Tech giants back green investment tax credit

Twice now the renewable energy industry has narrowly lost votes in Congress to extend an investment tax credit crucial to jump-starting the market for large-scale projects like solar power plants. In December, Big Oil outmaneuvered green energy advocates and their Congressional supporters by claiming that rescinding huge tax breaks for the fossil fuel industry to pay for renewables would cost consumers at the pump. A more recent attempt to revive the tax credit also failed.

Now the American Council on Renewable Energy is bringing out its big green guns. Representatives from Silicon Valley tech giants, Wall Street investment banks and utilities signed a letter sent to the congressional leadership late Wednesday urging the long-term extension of the 30 percent investment tax credit as well as the production tax credit for the electricity produced by solar, wind, geothermal and other renewable energy systems. Among the signers urging action by March 1 are executives from Google (GOOG), Hewlett-Packard (HPQ), Applied Materials (AMAT), Credit Suisse (CS), Wells Fargo (WFC), venture capitalists Kleiner Perkins Caufield & Byers and utility San Diego Gas & Electric, a subsidiary of energy giant Sempra (SRE).

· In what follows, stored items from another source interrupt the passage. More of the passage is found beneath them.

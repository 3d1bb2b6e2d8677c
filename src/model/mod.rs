//! 配置数据模型
//!
//! 控制面在事务存储中保存的全部实体：
//! - 节点组 (NodeGroup) 及其网关类型
//! - 路由 (Route) / 上游 (Upstream) / 限流 (RateLimit)
//! - Envoy 配置版本 (EnvoyConfigVersion)

pub mod entity;

pub use entity::{
    Endpoint, Entity, EnvoyConfigVersion, GatewayType, LbPolicy, NodeGroup, PathMatch, RateLimit,
    RateLimitUnit, ResourceType, Route, Upstream, ALL_TABLES, TABLE_CONFIG_VERSIONS,
    TABLE_NODE_GROUPS, TABLE_RATE_LIMITS, TABLE_ROUTES, TABLE_UPSTREAMS,
};
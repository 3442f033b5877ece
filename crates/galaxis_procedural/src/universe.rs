//! # Universe
//!
//! Read-only generation context shared by every generator: the universe-wide
//! seed, the current epoch and the custom system catalog.
//!
//! ```toml
//! seed = 2882400820          # 0xabcd1234
//! current_year = 3200.0
//! lighter_star_attempts = 16
//! ```

use std::path::Path;

use galaxis_core::{GalaxyError, GalaxyResult};
use serde::{Deserialize, Serialize};

use crate::custom_system::CustomSystemCatalog;

/// Default universe-wide seed.
pub const UNIVERSE_SEED: u32 = 0xabcd_1234;

/// Default epoch, in years.
pub const DEFAULT_CURRENT_YEAR: f64 = 3200.0;

/// Default number of redraws when a companion must be lighter than its
/// primary.
pub const DEFAULT_LIGHTER_STAR_ATTEMPTS: u32 = 16;

/// Tunable generation parameters.
#[derive(Clone, Debug, PartialEq, Serialize, Deserialize)]
#[serde(default, deny_unknown_fields)]
pub struct UniverseConfig {
    /// Universe-wide seed mixed into every sector and body generator.
    pub seed: u32,
    /// Current year; drives faction border growth.
    pub current_year: f64,
    /// Redraw cap for lighter companion stars.
    pub lighter_star_attempts: u32,
}

impl Default for UniverseConfig {
    fn default() -> Self {
        Self {
            seed: UNIVERSE_SEED,
            current_year: DEFAULT_CURRENT_YEAR,
            lighter_star_attempts: DEFAULT_LIGHTER_STAR_ATTEMPTS,
        }
    }
}

impl UniverseConfig {
    /// Parses a configuration document. Missing keys keep their defaults.
    ///
    /// # Errors
    ///
    /// Returns `GalaxyError::InvalidConfig` on malformed TOML, unknown keys
    /// or a zero retry cap.
    pub fn from_toml_str(source: &str) -> GalaxyResult<Self> {
        let config: Self =
            toml::from_str(source).map_err(|e| GalaxyError::InvalidConfig(e.to_string()))?;
        if config.lighter_star_attempts == 0 {
            return Err(GalaxyError::InvalidConfig(
                "lighter_star_attempts must be at least 1".to_string(),
            ));
        }
        Ok(config)
    }

    /// Reads and parses a configuration file.
    ///
    /// # Errors
    ///
    /// Returns `GalaxyError::InvalidConfig` if the file cannot be read or
    /// parsed.
    pub fn from_toml_file(path: impl AsRef<Path>) -> GalaxyResult<Self> {
        let path = path.as_ref();
        let source = std::fs::read_to_string(path)
            .map_err(|e| GalaxyError::InvalidConfig(format!("{}: {e}", path.display())))?;
        Self::from_toml_str(&source)
    }
}

/// Generation context: configuration plus authored overrides.
#[derive(Clone, Debug, Default)]
pub struct Universe {
    /// Generation parameters.
    config: UniverseConfig,
    /// Authored systems.
    customs: CustomSystemCatalog,
}

impl Universe {
    /// Creates a universe without custom systems.
    #[must_use]
    pub fn new(config: UniverseConfig) -> Self {
        Self::with_customs(config, CustomSystemCatalog::new())
    }

    /// Creates a universe with a custom system catalog.
    #[must_use]
    pub fn with_customs(config: UniverseConfig, customs: CustomSystemCatalog) -> Self {
        Self { config, customs }
    }

    /// Generation parameters.
    #[inline]
    #[must_use]
    pub const fn config(&self) -> &UniverseConfig {
        &self.config
    }

    /// Universe-wide seed.
    #[inline]
    #[must_use]
    pub const fn seed(&self) -> u32 {
        self.config.seed
    }

    /// Current year.
    #[inline]
    #[must_use]
    pub const fn current_year(&self) -> f64 {
        self.config.current_year
    }

    /// Authored systems.
    #[inline]
    #[must_use]
    pub const fn customs(&self) -> &CustomSystemCatalog {
        &self.customs
    }
}

#[cfg(test)]
mod tests {
    use super::*;

    #[test]
    fn test_defaults() {
        let config = UniverseConfig::default();
        assert_eq!(config.seed, 0xabcd_1234);
        assert!((config.current_year - 3200.0).abs() < f64::EPSILON);
        assert_eq!(config.lighter_star_attempts, 16);
    }

    #[test]
    fn test_partial_document_keeps_defaults() {
        let config = UniverseConfig::from_toml_str("current_year = 3300.0").unwrap();
        assert_eq!(config.seed, UNIVERSE_SEED);
        assert!((config.current_year - 3300.0).abs() < f64::EPSILON);

        let config = UniverseConfig::from_toml_str("").unwrap();
        assert_eq!(config, UniverseConfig::default());
    }

    #[test]
    fn test_rejects_unknown_keys() {
        let err = UniverseConfig::from_toml_str("sed = 4").unwrap_err();
        assert!(matches!(err, GalaxyError::InvalidConfig(_)));
    }

    #[test]
    fn test_rejects_zero_attempts() {
        assert!(UniverseConfig::from_toml_str("lighter_star_attempts = 0").is_err());
    }

    #[test]
    fn test_universe_accessors() {
        let universe = Universe::new(UniverseConfig {
            seed: 7,
            ..UniverseConfig::default()
        });
        assert_eq!(universe.seed(), 7);
        assert!(universe.customs().is_empty());
    }
}
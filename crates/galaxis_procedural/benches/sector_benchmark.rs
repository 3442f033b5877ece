//! Benchmark for sector and system generation.
//!
//! TARGET: a 16x16 slab of sectors around Sol in well under a second
//!
//! Run with: cargo bench --package galaxis_procedural --bench sector_benchmark

use criterion::{black_box, criterion_group, criterion_main, Criterion, Throughput};
use galaxis_core::SystemPath;
use galaxis_procedural::{Sector, SystemGenerator, Universe, UniverseConfig};

fn benchmark_single_sector(c: &mut Criterion) {
    let universe = Universe::new(UniverseConfig::default());

    c.bench_function("single_sector_generation", |b| {
        let mut coord = 0i32;
        b.iter(|| {
            coord = coord.wrapping_add(1) % 64;
            black_box(Sector::new(&universe, coord, -coord / 2, 0))
        });
    });
}

fn benchmark_sector_slab(c: &mut Criterion) {
    let universe = Universe::new(UniverseConfig::default());

    let mut group = c.benchmark_group("sector_slab");
    group.throughput(Throughput::Elements(16 * 16));
    group.bench_function("16x16_sectors", |b| {
        b.iter(|| {
            for y in -8..8 {
                for x in -8..8 {
                    black_box(Sector::new(&universe, x, y, 0));
                }
            }
        });
    });
    group.finish();
}

fn benchmark_system_generation(c: &mut Criterion) {
    let universe = Universe::new(UniverseConfig::default());
    let sector = Sector::new(&universe, 0, 0, 0);

    c.bench_function("system_from_cached_sector", |b| {
        let mut index = 0usize;
        b.iter(|| {
            index = (index + 1) % sector.len();
            let generator = SystemGenerator::from_sector(&universe, &sector, index).unwrap();
            black_box(generator.generate().unwrap())
        });
    });

    c.bench_function("system_from_path", |b| {
        b.iter(|| {
            let generator =
                SystemGenerator::new(&universe, black_box(SystemPath::system(0, 0, 0, 0)))
                    .unwrap();
            black_box(generator.generate().unwrap())
        });
    });
}

criterion_group! {
    name = benches;
    config = Criterion::default();
    targets = benchmark_single_sector,
              benchmark_sector_slab,
              benchmark_system_generation
}

criterion_main!(benches);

Interestingly, the phrases “climate change” and “global warming” never appear in the letter. In a savvy move, the council has forsaken doom and gloom for a purely economic message: American jobs, competitiveness and innovation are at stake, the signers argue, and the tax incentive will spark a green tech boom at relatively little cost to the taxpayers. It’s a Silicon Valley mindset and its no surprise that while the signers represent companies from all over the United States, most hail from California.

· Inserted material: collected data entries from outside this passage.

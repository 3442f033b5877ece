//! # GALAXIS Factions
//!
//! Political territory on top of the procedural galaxy.
//!
//! ## Core Components
//!
//! - `Faction`: homeworld, border growth, government weights, contraband
//! - `FactionBuilder`: field-by-field definition with recoverable warnings
//! - `FactionRegistry`: ordered store and territory resolver
//! - `GovType` / `EquipType`: government and commodity identifiers
//!
//! ## Territory
//!
//! A faction's border is a sphere around its homeworld that grows with time.
//! Systems in the homeworld's sector always belong to it. Elsewhere, the
//! closest containing homeworld wins, and factions without a homeworld pick
//! up whatever nobody else claims.
//!
//! ## Example
//!
//! ```rust
//! use std::sync::Arc;
//! use galaxis_factions::{FactionBuilder, FactionRegistry};
//! use galaxis_procedural::{Sector, Universe, UniverseConfig};
//!
//! let universe = Arc::new(Universe::new(UniverseConfig::default()));
//! let mut registry = FactionRegistry::new(Arc::clone(&universe));
//!
//! let mut federation = FactionBuilder::new("Federation");
//! federation
//!     .homeworld(&universe, 0, 0, 0, 0, 0)
//!     .founding_date(3000.0)
//!     .expansion_rate(2.0)
//!     .govtype_weight("EARTHDEMOC", 1);
//! federation.add_to_factions(&mut registry)?;
//!
//! let sector = Sector::new(&universe, 1, 0, 0);
//! assert_eq!(registry.nearest_faction_index(&sector, 0), Some(0));
//! # Ok::<(), galaxis_factions::FactionError>(())
//! ```

#![deny(missing_docs)]
#![deny(unsafe_code)]
#![deny(clippy::all)]
#![warn(clippy::pedantic)]
#![deny(clippy::perf)]

pub mod builder;
pub mod equip;
pub mod error;
pub mod faction;
pub mod ingest;
pub mod polit;
pub mod registry;

pub use builder::{FactionBuilder, Registration};
pub use equip::EquipType;
pub use error::{FactionError, FactionResult};
pub use faction::{Color, Faction};
pub use ingest::IngestReport;
pub use polit::GovType;
pub use registry::{FactionRegistry, FACTION_BASE_ALPHA};
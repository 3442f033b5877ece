//! # Custom System Catalog
//!
//! Hand-authored systems that replace procedural output for a sector slot.
//!
//! Custom systems always occupy the first slots of their sector, in the order
//! they appear in the catalog. Procedural systems are appended after them.
//!
//! ## File Format
//!
//! ```toml
//! [[system]]
//! name = "Sol"
//! sector = [0, 0, 0]
//! position = [0.5, 0.5, 0.1]     # fraction of the sector edge
//! star_types = ["STAR_G"]
//! seed = 0
//! explored = true
//! faction = "Solar Federation"
//! population = 17.0               # billions
//! ```

use std::collections::HashMap;
use std::path::Path;
use std::sync::Arc;

use galaxis_core::{Fixed, GalaxyError, GalaxyResult};
use serde::Deserialize;

use crate::star_type::BodyType;

/// Maximum stars in one system.
pub const MAX_STARS: usize = 4;

/// An authored system override.
#[derive(Clone, Debug, PartialEq)]
pub struct CustomSystem {
    /// Display name.
    pub name: String,
    /// Sector coordinates.
    pub sector: [i32; 3],
    /// Offset within the sector, as a fraction of the sector edge.
    pub position: [f32; 3],
    /// Star types, primary first (1-4 entries).
    pub star_types: Vec<BodyType>,
    /// Derivation seed for body generation.
    pub seed: u32,
    /// Whether the system has been explored.
    pub explored: bool,
    /// When set, exploration status is decided procedurally and `explored`
    /// is ignored.
    pub random_explored: bool,
    /// Name of the faction that owns the system, overriding territory.
    pub faction: Option<String>,
    /// Population estimate, billions.
    pub population: Option<Fixed>,
    /// Short description.
    pub short_description: Option<String>,
}

impl CustomSystem {
    /// Creates an explored single-star system with default fields.
    ///
    /// # Errors
    ///
    /// Returns `GalaxyError::InvalidStarCount` if `star_types` is empty or
    /// holds more than four entries, and `GalaxyError::UnknownStarType` if one
    /// of them is not a star.
    pub fn new(
        name: impl Into<String>,
        sector: [i32; 3],
        star_types: Vec<BodyType>,
    ) -> GalaxyResult<Self> {
        let name = name.into();
        if star_types.is_empty() || star_types.len() > MAX_STARS {
            return Err(GalaxyError::InvalidStarCount {
                name,
                count: star_types.len(),
            });
        }
        if let Some(bad) = star_types.iter().find(|kind| !kind.is_star()) {
            return Err(GalaxyError::UnknownStarType(bad.name().to_string()));
        }
        Ok(Self {
            name,
            sector,
            position: [0.5; 3],
            star_types,
            seed: 0,
            explored: true,
            random_explored: false,
            faction: None,
            population: None,
            short_description: None,
        })
    }

    /// Sets the position within the sector (fractions of the edge).
    ///
    /// # Errors
    ///
    /// Returns `GalaxyError::InvalidConfig` unless every fraction lies in
    /// `[0, 1)`.
    pub fn with_position(mut self, position: [f32; 3]) -> GalaxyResult<Self> {
        if !position.iter().all(|fraction| (0.0..1.0).contains(fraction)) {
            return Err(GalaxyError::InvalidConfig(format!(
                "{}: position {position:?} lies outside its sector",
                self.name
            )));
        }
        self.position = position;
        Ok(self)
    }

    /// Sets the derivation seed.
    #[must_use]
    pub fn with_seed(mut self, seed: u32) -> Self {
        self.seed = seed;
        self
    }

    /// Sets the explored flag and clears random exploration.
    #[must_use]
    pub fn with_explored(mut self, explored: bool) -> Self {
        self.explored = explored;
        self.random_explored = false;
        self
    }

    /// Lets the generator decide exploration status.
    #[must_use]
    pub fn with_random_explored(mut self) -> Self {
        self.random_explored = true;
        self
    }

    /// Assigns an owning faction by name.
    #[must_use]
    pub fn with_faction(mut self, faction: impl Into<String>) -> Self {
        self.faction = Some(faction.into());
        self
    }

    /// Sets the population estimate.
    #[must_use]
    pub fn with_population(mut self, population: Fixed) -> Self {
        self.population = Some(population);
        self
    }

    /// Number of stars.
    #[inline]
    #[must_use]
    pub fn num_stars(&self) -> usize {
        self.star_types.len()
    }
}

/// On-disk representation of one `[[system]]` table.
#[derive(Debug, Deserialize)]
struct CustomSystemDef {
    name: String,
    sector: [i32; 3],
    #[serde(default = "default_position")]
    position: [f32; 3],
    star_types: Vec<String>,
    #[serde(default)]
    seed: u32,
    #[serde(default = "default_explored")]
    explored: bool,
    #[serde(default)]
    random_explored: bool,
    faction: Option<String>,
    population: Option<f64>,
    short_description: Option<String>,
}

const fn default_position() -> [f32; 3] {
    [0.5; 3]
}

const fn default_explored() -> bool {
    true
}

/// Whole catalog file.
#[derive(Debug, Default, Deserialize)]
struct CatalogFile {
    #[serde(default)]
    system: Vec<CustomSystemDef>,
}

impl TryFrom<CustomSystemDef> for CustomSystem {
    type Error = GalaxyError;

    fn try_from(def: CustomSystemDef) -> GalaxyResult<Self> {
        let star_types = def
            .star_types
            .iter()
            .map(|name| BodyType::from_name(name))
            .collect::<GalaxyResult<Vec<_>>>()?;
        let mut system = Self::new(def.name, def.sector, star_types)?
            .with_position(def.position)?
            .with_seed(def.seed)
            .with_explored(def.explored);
        system.random_explored = def.random_explored;
        system.faction = def.faction;
        system.population = def.population.map(Fixed::from_f64);
        system.short_description = def.short_description;
        Ok(system)
    }
}

/// All custom systems, grouped by sector.
#[derive(Clone, Debug, Default)]
pub struct CustomSystemCatalog {
    /// Systems per sector, in declaration order.
    by_sector: HashMap<[i32; 3], Vec<Arc<CustomSystem>>>,
    /// Total number of systems.
    count: usize,
}

impl CustomSystemCatalog {
    /// Creates an empty catalog.
    #[must_use]
    pub fn new() -> Self {
        Self::default()
    }

    /// Parses a TOML catalog.
    ///
    /// # Errors
    ///
    /// Returns `GalaxyError::InvalidConfig` on malformed TOML, or the
    /// validation error of the first invalid system.
    pub fn from_toml_str(source: &str) -> GalaxyResult<Self> {
        let file: CatalogFile =
            toml::from_str(source).map_err(|e| GalaxyError::InvalidConfig(e.to_string()))?;
        let mut catalog = Self::new();
        for def in file.system {
            catalog.add(CustomSystem::try_from(def)?);
        }
        Ok(catalog)
    }

    /// Reads and parses a TOML catalog file.
    ///
    /// # Errors
    ///
    /// Returns `GalaxyError::InvalidConfig` if the file cannot be read or
    /// parsed.
    pub fn from_toml_file(path: impl AsRef<Path>) -> GalaxyResult<Self> {
        let path = path.as_ref();
        let source = std::fs::read_to_string(path)
            .map_err(|e| GalaxyError::InvalidConfig(format!("{}: {e}", path.display())))?;
        Self::from_toml_str(&source)
    }

    /// Appends a system to its sector.
    pub fn add(&mut self, system: CustomSystem) {
        self.by_sector
            .entry(system.sector)
            .or_default()
            .push(Arc::new(system));
        self.count += 1;
    }

    /// Custom systems of one sector, in slot order.
    #[must_use]
    pub fn in_sector(&self, x: i32, y: i32, z: i32) -> &[Arc<CustomSystem>] {
        self.by_sector.get(&[x, y, z]).map_or(&[], Vec::as_slice)
    }

    /// Total number of custom systems.
    #[inline]
    #[must_use]
    pub fn len(&self) -> usize {
        self.count
    }

    /// Returns true if the catalog holds no systems.
    #[inline]
    #[must_use]
    pub fn is_empty(&self) -> bool {
        self.count == 0
    }
}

The tax credits expire at the end of 2008 and proponents argue that a five-to-eight year extension is needed to create a stable investment climate, given that it can take three to five years for a large solar power plant to be permitted and built.

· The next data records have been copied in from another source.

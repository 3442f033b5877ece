//! # Faction Registry
//!
//! Ordered, name-indexed store of every registered faction, and the territory
//! resolver built on it.
//!
//! ## Ownership Rules
//!
//! A system belongs to:
//!
//! 1. The faction named by its custom override, if that name is registered.
//! 2. Otherwise, the faction with the closest homeworld whose border contains
//!    it. Ties go to the faction registered last.
//! 3. Otherwise, a faction without a homeworld, if one exists.
//!
//! The registry is populated once and then shared read-only; homeworld sector
//! caches are the only interior mutability.

use std::collections::HashMap;
use std::sync::Arc;

use galaxis_core::SystemPath;
use galaxis_procedural::{FactionIndex, FactionResolver, Sector, Universe};

use crate::faction::{Color, Faction};

/// Alpha applied to faction colours on the territory map.
pub const FACTION_BASE_ALPHA: f32 = 0.30;

/// All registered factions.
#[derive(Debug)]
pub struct FactionRegistry {
    /// Universe the factions live in.
    universe: Arc<Universe>,
    /// Factions in registration order.
    factions: Vec<Faction>,
    /// First index registered under each name.
    by_name: HashMap<String, FactionIndex>,
}

impl FactionRegistry {
    /// Creates an empty registry.
    #[must_use]
    pub fn new(universe: Arc<Universe>) -> Self {
        Self {
            universe,
            factions: Vec::new(),
            by_name: HashMap::new(),
        }
    }

    /// Universe the factions live in.
    #[inline]
    #[must_use]
    pub const fn universe(&self) -> &Arc<Universe> {
        &self.universe
    }

    #[allow(clippy::cast_possible_truncation)]
    pub(crate) fn push(&mut self, faction: Faction) -> FactionIndex {
        let index = self.factions.len() as FactionIndex;
        self.by_name.entry(faction.name.clone()).or_insert(index);
        self.factions.push(faction);
        index
    }

    /// Index of the first faction registered as `name`.
    #[must_use]
    pub fn index_of(&self, name: &str) -> Option<FactionIndex> {
        self.by_name.get(name).copied()
    }

    /// Faction at `index`.
    #[must_use]
    pub fn get(&self, index: FactionIndex) -> Option<&Faction> {
        self.factions.get(index as usize)
    }

    /// Number of registered factions.
    #[inline]
    #[must_use]
    pub fn len(&self) -> usize {
        self.factions.len()
    }

    /// Returns true if no faction is registered.
    #[inline]
    #[must_use]
    pub fn is_empty(&self) -> bool {
        self.factions.is_empty()
    }

    /// Iterates factions in registration order.
    pub fn iter(&self) -> impl Iterator<Item = &Faction> {
        self.factions.iter()
    }

    /// Removes every faction.
    pub fn clear(&mut self) {
        self.factions.clear();
        self.by_name.clear();
    }

    /// Faction owning system `index` of `sector`.
    ///
    /// Returns `None` for unclaimed systems and out-of-range indices.
    #[must_use]
    #[allow(clippy::cast_possible_truncation)]
    pub fn nearest_faction_index(&self, sector: &Sector, index: usize) -> Option<FactionIndex> {
        let system = sector.system(index)?;
        if let Some(owner) = system
            .custom
            .as_ref()
            .and_then(|custom| custom.faction.as_deref())
            .and_then(|name| self.index_of(name))
        {
            return Some(owner);
        }

        let mut closest = f64::INFINITY;
        let mut nearest = None;
        for (candidate, faction) in self.factions.iter().enumerate() {
            if faction.is_closer_and_contains(&self.universe, &mut closest, sector, index) {
                nearest = Some(candidate as FactionIndex);
            }
        }
        nearest
    }

    /// Faction owning the system at `path`.
    #[must_use]
    pub fn nearest_faction_index_for_path(&self, path: SystemPath) -> Option<FactionIndex> {
        let sector = Sector::new(&self.universe, path.sector_x, path.sector_y, path.sector_z);
        self.nearest_faction_index(&sector, path.system_index as usize)
    }

    /// Map colour of the system's owner, or the neutral colour.
    #[must_use]
    pub fn nearest_faction_colour(&self, sector: &Sector, index: usize) -> Color {
        self.colour_of(self.nearest_faction_index(sector, index))
    }

    /// Map colour of `owner`, or the neutral colour.
    #[must_use]
    pub fn colour_of(&self, owner: Option<FactionIndex>) -> Color {
        owner
            .and_then(|index| self.get(index))
            .map_or(Color::NEUTRAL, |faction| {
                faction.colour.with_alpha(FACTION_BASE_ALPHA)
            })
    }
}

impl FactionResolver for FactionRegistry {
    fn nearest_faction(&self, sector: &Sector, system_index: usize) -> Option<FactionIndex> {
        self.nearest_faction_index(sector, system_index)
    }
}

“The United States is in a historic position to lead in innovation and competitiveness in the renewable energy sector,” wrote the council’s three co-chairs, which include Dan Reicher, Google.org’s director of climate and energy initiatives. “As with all energy markets and in plans for growth in any businesses, certainty and continuity in public policy provides the confidence needed for stability in investments. We must ensure we are not creating an environment for boom and bust cycles in renewable energy and that we are not tying the hands of business owners in the sector looking to scale their technologies to meet demand and price points.”

Without an extension of the tax credits, the council warns that renewable energy projects in the pipeline that would produce 42 gigawatts of greenhouse-gas free electricity — enough to power tens of millions of homes — could grind to a halt, giving competitors in Europe and Asia the upper hand when it comes to green tech innovation.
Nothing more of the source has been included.